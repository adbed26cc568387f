use crate::core::config::IngestConfig;
use crate::core::error::IngestError;
use crate::core::types::UploadCategory;

// ---------------------------------------------------------------------------
// Validation constants
// ---------------------------------------------------------------------------

/// Default ceiling for video uploads (100 MiB).
pub const VIDEO_MAX_BYTES: u64 = 100 * 1024 * 1024;

/// Default ceiling for image uploads (10 MiB).
pub const IMAGE_MAX_BYTES: u64 = 10 * 1024 * 1024;

/// Image MIME types accepted for the `image` category.
pub const IMAGE_MIME_TYPES: &[&str] = &["image/jpeg", "image/png", "image/gif"];

// ---------------------------------------------------------------------------
// Upload policy
// ---------------------------------------------------------------------------

/// How a category decides whether a declared MIME type is acceptable.
#[derive(Debug, Clone, Copy, PartialEq, Eq)]
pub enum MimeRule {
    /// The type must start with the given prefix (e.g. `video/`).
    Prefix(&'static str),
    /// The type must be one of the listed values.
    OneOf(&'static [&'static str]),
}

impl MimeRule {
    /// Check a declared MIME type. Parameters (`; codecs=...`) and case are
    /// ignored.
    pub fn allows(&self, mime_type: &str) -> bool {
        let essence = mime_essence(mime_type);
        match self {
            MimeRule::Prefix(prefix) => {
                essence.len() > prefix.len() && essence.starts_with(prefix)
            }
            MimeRule::OneOf(allowed) => allowed.iter().any(|a| *a == essence),
        }
    }
}

/// Lowercased `type/subtype` portion of a MIME string.
pub fn mime_essence(mime_type: &str) -> String {
    mime_type
        .split(';')
        .next()
        .unwrap_or("")
        .trim()
        .to_ascii_lowercase()
}

/// Validation policy attached to an upload category.
#[derive(Debug, Clone, PartialEq, Eq)]
pub struct UploadPolicy {
    pub category: UploadCategory,
    pub mime_rule: MimeRule,
    pub max_size_bytes: u64,
}

impl UploadPolicy {
    /// Built-in policy for a category.
    pub fn defaults(category: UploadCategory) -> Self {
        match category {
            UploadCategory::Video => Self {
                category,
                mime_rule: MimeRule::Prefix("video/"),
                max_size_bytes: VIDEO_MAX_BYTES,
            },
            UploadCategory::Image => Self {
                category,
                mime_rule: MimeRule::OneOf(IMAGE_MIME_TYPES),
                max_size_bytes: IMAGE_MAX_BYTES,
            },
        }
    }

    /// Policy for a category with the configured size ceiling.
    pub fn for_category(category: UploadCategory, config: &IngestConfig) -> Self {
        let mut policy = Self::defaults(category);
        policy.max_size_bytes = match category {
            UploadCategory::Video => config.video_max_bytes,
            UploadCategory::Image => config.image_max_bytes,
        };
        policy
    }

    /// Type allow-check.
    pub fn check_type(&self, mime_type: &str) -> Result<(), IngestError> {
        if self.mime_rule.allows(mime_type) {
            Ok(())
        } else {
            Err(IngestError::InvalidType {
                mime_type: mime_type.to_string(),
                category: self.category,
            })
        }
    }

    /// Declared-size ceiling check.
    pub fn check_declared_size(&self, declared_size_bytes: u64) -> Result<(), IngestError> {
        if declared_size_bytes > self.max_size_bytes {
            Err(IngestError::TooLarge {
                size_bytes: declared_size_bytes,
                max_bytes: self.max_size_bytes,
            })
        } else {
            Ok(())
        }
    }

    /// Full policy, evaluated in order (first failure wins):
    /// 1. MIME type allowed for the category → `InvalidType`
    /// 2. Declared size within the ceiling → `TooLarge`
    /// 3. Declared size equals the received byte count → `SizeMismatch`
    pub fn validate(
        &self,
        mime_type: &str,
        declared_size_bytes: u64,
        actual_size_bytes: u64,
    ) -> Result<(), IngestError> {
        self.check_type(mime_type)?;
        self.check_declared_size(declared_size_bytes)?;
        if declared_size_bytes != actual_size_bytes {
            return Err(IngestError::SizeMismatch {
                declared_bytes: declared_size_bytes,
                actual_bytes: actual_size_bytes,
            });
        }
        Ok(())
    }
}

++++

#### EXERCISE DESCRIPTION:
Please make an exact copy of each record.

#### ANSWER SECTION:
repository adbed26cc568387f
use crate::core::config::IngestConfig;
use crate::core::error::IngestError;
use crate::core::types::UploadCategory;

// ---------------------------------------------------------------------------
// Validation constants
// ---------------------------------------------------------------------------

/// Default ceiling for video uploads (100 MiB).
pub const VIDEO_MAX_BYTES: u64 = 100 * 1024 * 1024;

/// Default ceiling for image uploads (10 MiB).
pub const IMAGE_MAX_BYTES: u64 = 10 * 1024 * 1024;

/// Image MIME types accepted for the `image` category.
pub const IMAGE_MIME_TYPES: &[&str] = &["image/jpeg", "image/png", "image/gif"];

// ---------------------------------------------------------------------------
// Upload policy
// ---------------------------------------------------------------------------

/// How a category decides whether a declared MIME type is acceptable.
#[derive(Debug, Clone, Copy, PartialEq, Eq)]
pub enum MimeRule {
    /// The type must start with the given prefix (e.g. `video/`).
    Prefix(&'static str),
    /// The type must be one of the listed values.
    OneOf(&'static [&'static str]),
}

impl MimeRule {
    /// Check a declared MIME type. Parameters (`; codecs=...`) and case are
    /// ignored.
    pub fn allows(&self, mime_type: &str) -> bool {
        let essence = mime_essence(mime_type);
        match self {
            MimeRule::Prefix(prefix) => {
                essence.len() > prefix.len() && essence.starts_with(prefix)
            }
            MimeRule::OneOf(allowed) => allowed.iter().any(|a| *a == essence),
        }
    }
}

/// Lowercased `type/subtype` portion of a MIME string.
pub fn mime_essence(mime_type: &str) -> String {
    mime_type
        .split(';')
        .next()
        .unwrap_or("")
        .trim()
        .to_ascii_lowercase()
}

/// Validation policy attached to an upload category.
#[derive(Debug, Clone, PartialEq, Eq)]
pub struct UploadPolicy {
    pub category: UploadCategory,
    pub mime_rule: MimeRule,
    pub max_size_bytes: u64,
}

impl UploadPolicy {
    /// Built-in policy for a category.
    pub fn defaults(category: UploadCategory) -> Self {
        match category {
            UploadCategory::Video => Self {
                category,
                mime_rule: MimeRule::Prefix("video/"),
                max_size_bytes: VIDEO_MAX_BYTES,
            },
            UploadCategory::Image => Self {
                category,
                mime_rule: MimeRule::OneOf(IMAGE_MIME_TYPES),
                max_size_bytes: IMAGE_MAX_BYTES,
            },
        }
    }

    /// Policy for a category with the configured size ceiling.
    pub fn for_category(category: UploadCategory, config: &IngestConfig) -> Self {
        let mut policy = Self::defaults(category);
        policy.max_size_bytes = match category {
            UploadCategory::Video => config.video_max_bytes,
            UploadCategory::Image => config.image_max_bytes,
        };
        policy
    }

    /// Type allow-check.
    pub fn check_type(&self, mime_type: &str) -> Result<(), IngestError> {
        if self.mime_rule.allows(mime_type) {
            Ok(())
        } else {
            Err(IngestError::InvalidType {
                mime_type: mime_type.to_string(),
                category: self.category,
            })
        }
    }

    /// Declared-size ceiling check.
    pub fn check_declared_size(&self, declared_size_bytes: u64) -> Result<(), IngestError> {
        if declared_size_bytes > self.max_size_bytes {
            Err(IngestError::TooLarge {
                size_bytes: declared_size_bytes,
                max_bytes: self.max_size_bytes,
            })
        } else {
            Ok(())
        }
    }

    /// Full policy, evaluated in order (first failure wins):
    /// 1. MIME type allowed for the category → `InvalidType`
    /// 2. Declared size within the ceiling → `TooLarge`
    /// 3. Declared size equals the received byte count → `SizeMismatch`
    pub fn validate(
        &self,
        mime_type: &str,
        declared_size_bytes: u64,
        actual_size_bytes: u64,
    ) -> Result<(), IngestError> {
        self.check_type(mime_type)?;
        self.check_declared_size(declared_size_bytes)?;
        if declared_size_bytes != actual_size_bytes {
            return Err(IngestError::SizeMismatch {
                declared_bytes: declared_size_bytes,
                actual_bytes: actual_size_bytes,
            });
        }
        Ok(())
    }
}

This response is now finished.